Although the world as a whole is far from experiencing a decline in population, the low reproductivity of some countries and subpopulations raises questions about future mechanisms for restraining an indefinite decline in fertility, and eventually in population (see Teitelbaum and Winter 1985; Davis et al. 1986). It is reasonable to speculate on whether the cultural and social props for replacement fertility will continue to hold, or whether, as in the low and medium UN projections, worldwide fertility will decline to belowreplacement levels early in the twenty-first century.

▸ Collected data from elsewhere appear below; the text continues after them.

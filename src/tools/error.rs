
#[derive(Debug, thiserror::Error)]
pub enum ToolError {
    #[error("Tool not found: {0}")]
    NotFound(String),

    #[error("Tool execution error in '{name}': {source}")]
    Execution {
        name: String,
        #[source]
        source: anyhow::Error,
    },
}

impl ToolError {
    pub fn tool_name(&self) -> &str {
        match self {
            ToolError::NotFound(name) | ToolError::Execution { name, .. } => name,
        }
    }
}
#![allow(dead_code)]

use std::collections::VecDeque;
use std::sync::atomic::{AtomicUsize, Ordering};
use std::sync::{Arc, Mutex};

use futures::future::{self, BoxFuture, FutureExt};
use futures::stream::{self, BoxStream, StreamExt};
use mini_chat_agent::llm::error::LLMError;
use mini_chat_agent::llm::stream::StreamData;
use mini_chat_agent::llm::tokens::TokenUsage;
use mini_chat_agent::llm::traits::LLM;
use mini_chat_agent::llm::{GenerateResult, LLMResult};
use mini_chat_agent::message::Message;

/// One scripted completion outcome.
pub enum Reply {
    Text(String),
    Fail(LLMError),
    /// Never resolves; used to exercise cancellation and timeouts.
    Hang,
}

impl Reply {
    pub fn text(text: impl Into<String>) -> Self {
        Reply::Text(text.into())
    }

    pub fn unavailable() -> Self {
        Reply::Fail(LLMError::Status { status: 503, body: "model loading".into() })
    }
}

/// Completion service double: replays scripted replies in order, counts
/// calls and records every request. Falls back to echoing the last user
/// message once the script is exhausted.
#[derive(Clone, Default)]
pub struct ScriptedLlm {
    replies: Arc<Mutex<VecDeque<Reply>>>,
    requests: Arc<Mutex<Vec<Vec<Message>>>>,
    calls: Arc<AtomicUsize>,
}

impl ScriptedLlm {
    pub fn new(replies: impl IntoIterator<Item = Reply>) -> Self {
        Self {
            replies: Arc::new(Mutex::new(replies.into_iter().collect())),
            ..Self::default()
        }
    }

    pub fn calls(&self) -> usize {
        self.calls.load(Ordering::SeqCst)
    }

    pub fn requests(&self) -> Vec<Vec<Message>> {
        self.requests.lock().unwrap().clone()
    }

    pub fn last_request(&self) -> Vec<Message> {
        self.requests().pop().expect("no request recorded")
    }

    fn next_reply(&self, messages: &[Message]) -> Reply {
        self.calls.fetch_add(1, Ordering::SeqCst);
        self.requests.lock().unwrap().push(messages.to_vec());
        self.replies.lock().unwrap().pop_front().unwrap_or_else(|| {
            let last = messages.last().map(|m| m.content.clone()).unwrap_or_default();
            Reply::Text(format!("echo: {last}"))
        })
    }
}

impl LLM for ScriptedLlm {
    fn model(&self) -> &str {
        "scripted"
    }

    fn generate<'a>(&'a self, messages: &'a [Message]) -> BoxFuture<'a, LLMResult<GenerateResult>> {
        async move {
            match self.next_reply(messages) {
                Reply::Text(text) => Ok(GenerateResult::new(text).with_tokens(TokenUsage::new(10, 5))),
                Reply::Fail(err) => Err(err),
                Reply::Hang => future::pending().await,
            }
        }
        .boxed()
    }

    fn stream<'a>(&'a self, messages: &'a [Message]) -> BoxStream<'a, LLMResult<StreamData>> {
        async move {
            match self.next_reply(messages) {
                Reply::Text(text) => {
                    // split into word-ish chunks so callers see several items
                    let chunks: Vec<LLMResult<StreamData>> = text
                        .split_inclusive(' ')
                        .map(|piece| Ok(StreamData::text(piece)))
                        .collect();
                    stream::iter(chunks).boxed()
                }
                Reply::Fail(err) => stream::iter(vec![Err(err)]).boxed(),
                Reply::Hang => stream::pending().boxed(),
            }
        }
        .flatten_stream()
        .boxed()
    }
}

Major reductions in fertility in the past have been the result of delayed marriage and contraception and have been motivated at the level of the household. Maintenance of equilibrium in the future will require an increase in desired family size and less use of contraception. Many household-level factors associated with economic development would seem to support a projection of continued decline in fertility—for example, increased labor-force participation and autonomy for women, declines in marriage rates, increased costs for the education of children, and increased emphasis on consumption and leisure. It is easier to project a continued decline in fertility, rather than a significant upturn, in the absence of major changes or interventions in the microeconomy of the household. However, it also seems plausible that children will take on an increased (noneconomic) value as they become scarcer, or that subpopulations that favor high fertility will come to dominate, in which case the world will return to the previous pattern of long-term homeostasis at some level, or will establish a new pattern of very gradual growth, rather than allowing an inexorable decline.